%%

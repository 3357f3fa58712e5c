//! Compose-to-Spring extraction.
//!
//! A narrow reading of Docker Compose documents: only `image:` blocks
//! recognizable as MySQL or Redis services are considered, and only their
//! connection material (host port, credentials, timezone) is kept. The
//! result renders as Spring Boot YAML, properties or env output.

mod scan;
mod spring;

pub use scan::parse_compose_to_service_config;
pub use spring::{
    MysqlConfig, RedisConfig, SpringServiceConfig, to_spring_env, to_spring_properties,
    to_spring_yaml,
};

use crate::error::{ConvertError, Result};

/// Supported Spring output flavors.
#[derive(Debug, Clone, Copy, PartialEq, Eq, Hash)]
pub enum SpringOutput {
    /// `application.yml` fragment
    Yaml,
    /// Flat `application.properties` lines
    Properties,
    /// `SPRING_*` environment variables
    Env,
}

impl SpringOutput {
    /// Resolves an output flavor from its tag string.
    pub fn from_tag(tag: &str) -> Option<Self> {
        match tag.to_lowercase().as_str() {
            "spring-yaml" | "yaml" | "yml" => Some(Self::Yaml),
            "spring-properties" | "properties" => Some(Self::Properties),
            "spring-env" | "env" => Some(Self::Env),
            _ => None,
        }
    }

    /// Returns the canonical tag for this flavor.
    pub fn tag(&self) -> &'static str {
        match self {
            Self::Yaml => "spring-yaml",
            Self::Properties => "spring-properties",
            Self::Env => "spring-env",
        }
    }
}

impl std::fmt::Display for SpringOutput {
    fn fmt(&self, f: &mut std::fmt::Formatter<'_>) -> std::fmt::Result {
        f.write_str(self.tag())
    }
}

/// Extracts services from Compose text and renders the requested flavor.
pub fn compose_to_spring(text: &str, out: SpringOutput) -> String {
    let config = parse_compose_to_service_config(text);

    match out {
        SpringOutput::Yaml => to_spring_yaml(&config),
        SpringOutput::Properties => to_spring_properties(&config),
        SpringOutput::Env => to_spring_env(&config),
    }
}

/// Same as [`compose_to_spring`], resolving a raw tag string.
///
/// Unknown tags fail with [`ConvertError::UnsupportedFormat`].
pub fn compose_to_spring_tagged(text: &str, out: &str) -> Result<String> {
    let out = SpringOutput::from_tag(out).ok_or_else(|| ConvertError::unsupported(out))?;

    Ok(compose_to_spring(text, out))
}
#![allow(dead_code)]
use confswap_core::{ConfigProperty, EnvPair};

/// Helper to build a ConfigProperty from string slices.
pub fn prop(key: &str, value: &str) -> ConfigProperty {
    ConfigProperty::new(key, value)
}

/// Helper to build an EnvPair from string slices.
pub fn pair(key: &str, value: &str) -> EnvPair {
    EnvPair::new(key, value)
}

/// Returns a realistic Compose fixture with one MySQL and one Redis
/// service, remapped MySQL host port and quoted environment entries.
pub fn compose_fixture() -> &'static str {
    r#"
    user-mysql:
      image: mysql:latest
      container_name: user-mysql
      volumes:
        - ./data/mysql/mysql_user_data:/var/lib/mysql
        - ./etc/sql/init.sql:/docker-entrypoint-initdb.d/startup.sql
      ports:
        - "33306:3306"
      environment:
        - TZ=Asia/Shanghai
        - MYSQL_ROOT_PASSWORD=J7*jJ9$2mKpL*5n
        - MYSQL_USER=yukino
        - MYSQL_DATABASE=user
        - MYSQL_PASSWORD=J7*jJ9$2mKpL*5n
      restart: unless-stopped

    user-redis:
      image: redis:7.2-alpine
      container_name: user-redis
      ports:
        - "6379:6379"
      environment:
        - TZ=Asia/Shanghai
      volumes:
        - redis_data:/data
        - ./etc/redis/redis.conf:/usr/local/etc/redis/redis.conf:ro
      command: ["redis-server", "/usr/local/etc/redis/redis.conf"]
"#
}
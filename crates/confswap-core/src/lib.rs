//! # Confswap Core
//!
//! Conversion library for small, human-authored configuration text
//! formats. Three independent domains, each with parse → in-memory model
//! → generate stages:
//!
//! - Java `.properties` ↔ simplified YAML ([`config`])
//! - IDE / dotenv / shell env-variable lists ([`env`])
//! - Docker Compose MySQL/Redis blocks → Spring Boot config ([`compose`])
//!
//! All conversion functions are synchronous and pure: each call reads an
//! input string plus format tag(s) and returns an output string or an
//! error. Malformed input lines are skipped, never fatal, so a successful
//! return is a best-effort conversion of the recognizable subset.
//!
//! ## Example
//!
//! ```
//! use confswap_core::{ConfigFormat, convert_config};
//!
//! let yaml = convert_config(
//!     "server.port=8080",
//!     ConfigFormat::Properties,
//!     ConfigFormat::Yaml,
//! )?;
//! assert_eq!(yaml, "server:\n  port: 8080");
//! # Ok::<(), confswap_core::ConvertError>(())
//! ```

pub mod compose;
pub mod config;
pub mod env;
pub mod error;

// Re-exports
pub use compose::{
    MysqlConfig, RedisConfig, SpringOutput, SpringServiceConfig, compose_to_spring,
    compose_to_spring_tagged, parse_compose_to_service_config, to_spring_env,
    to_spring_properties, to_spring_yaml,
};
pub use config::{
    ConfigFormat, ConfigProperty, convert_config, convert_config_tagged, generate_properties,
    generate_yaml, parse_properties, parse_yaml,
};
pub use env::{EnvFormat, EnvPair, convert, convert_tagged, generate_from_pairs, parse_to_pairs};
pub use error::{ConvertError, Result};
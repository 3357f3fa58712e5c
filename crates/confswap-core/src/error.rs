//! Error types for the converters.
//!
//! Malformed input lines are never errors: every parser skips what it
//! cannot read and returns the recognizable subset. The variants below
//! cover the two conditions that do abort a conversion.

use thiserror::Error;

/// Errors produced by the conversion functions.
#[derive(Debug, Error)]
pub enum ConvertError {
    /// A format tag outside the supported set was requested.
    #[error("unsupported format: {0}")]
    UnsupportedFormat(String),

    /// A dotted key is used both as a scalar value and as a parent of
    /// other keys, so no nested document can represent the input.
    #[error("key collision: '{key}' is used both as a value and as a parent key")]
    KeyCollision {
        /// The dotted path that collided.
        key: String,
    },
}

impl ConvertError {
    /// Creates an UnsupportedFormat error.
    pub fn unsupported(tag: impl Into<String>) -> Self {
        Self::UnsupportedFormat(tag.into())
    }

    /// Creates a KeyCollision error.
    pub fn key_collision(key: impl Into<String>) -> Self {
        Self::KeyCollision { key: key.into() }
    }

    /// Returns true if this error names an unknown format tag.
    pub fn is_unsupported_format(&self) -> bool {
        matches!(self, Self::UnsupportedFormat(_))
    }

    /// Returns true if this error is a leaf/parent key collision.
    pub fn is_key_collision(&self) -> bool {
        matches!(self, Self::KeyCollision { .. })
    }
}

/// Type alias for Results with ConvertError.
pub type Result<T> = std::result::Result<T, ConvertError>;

%%

-- WORK ITEM --
Reproduce verbatim only the segment of the listing bounded by the line containing "pub fn tag(&self)" and the line containing "Unknown tags fail", with both boundary lines included.

-- WRITTEN REPLY --
    pub fn tag(&self) -> &'static str {
        match self {
            Self::Yaml => "spring-yaml",
            Self::Properties => "spring-properties",
            Self::Env => "spring-env",
        }
    }
}

impl std::fmt::Display for SpringOutput {
    fn fmt(&self, f: &mut std::fmt::Formatter<'_>) -> std::fmt::Result {
        f.write_str(self.tag())
    }
}

/// Extracts services from Compose text and renders the requested flavor.
pub fn compose_to_spring(text: &str, out: SpringOutput) -> String {
    let config = parse_compose_to_service_config(text);

    match out {
        SpringOutput::Yaml => to_spring_yaml(&config),
        SpringOutput::Properties => to_spring_properties(&config),
        SpringOutput::Env => to_spring_env(&config),
    }
}

/// Same as [`compose_to_spring`], resolving a raw tag string.
///
/// Unknown tags fail with [`ConvertError::UnsupportedFormat`].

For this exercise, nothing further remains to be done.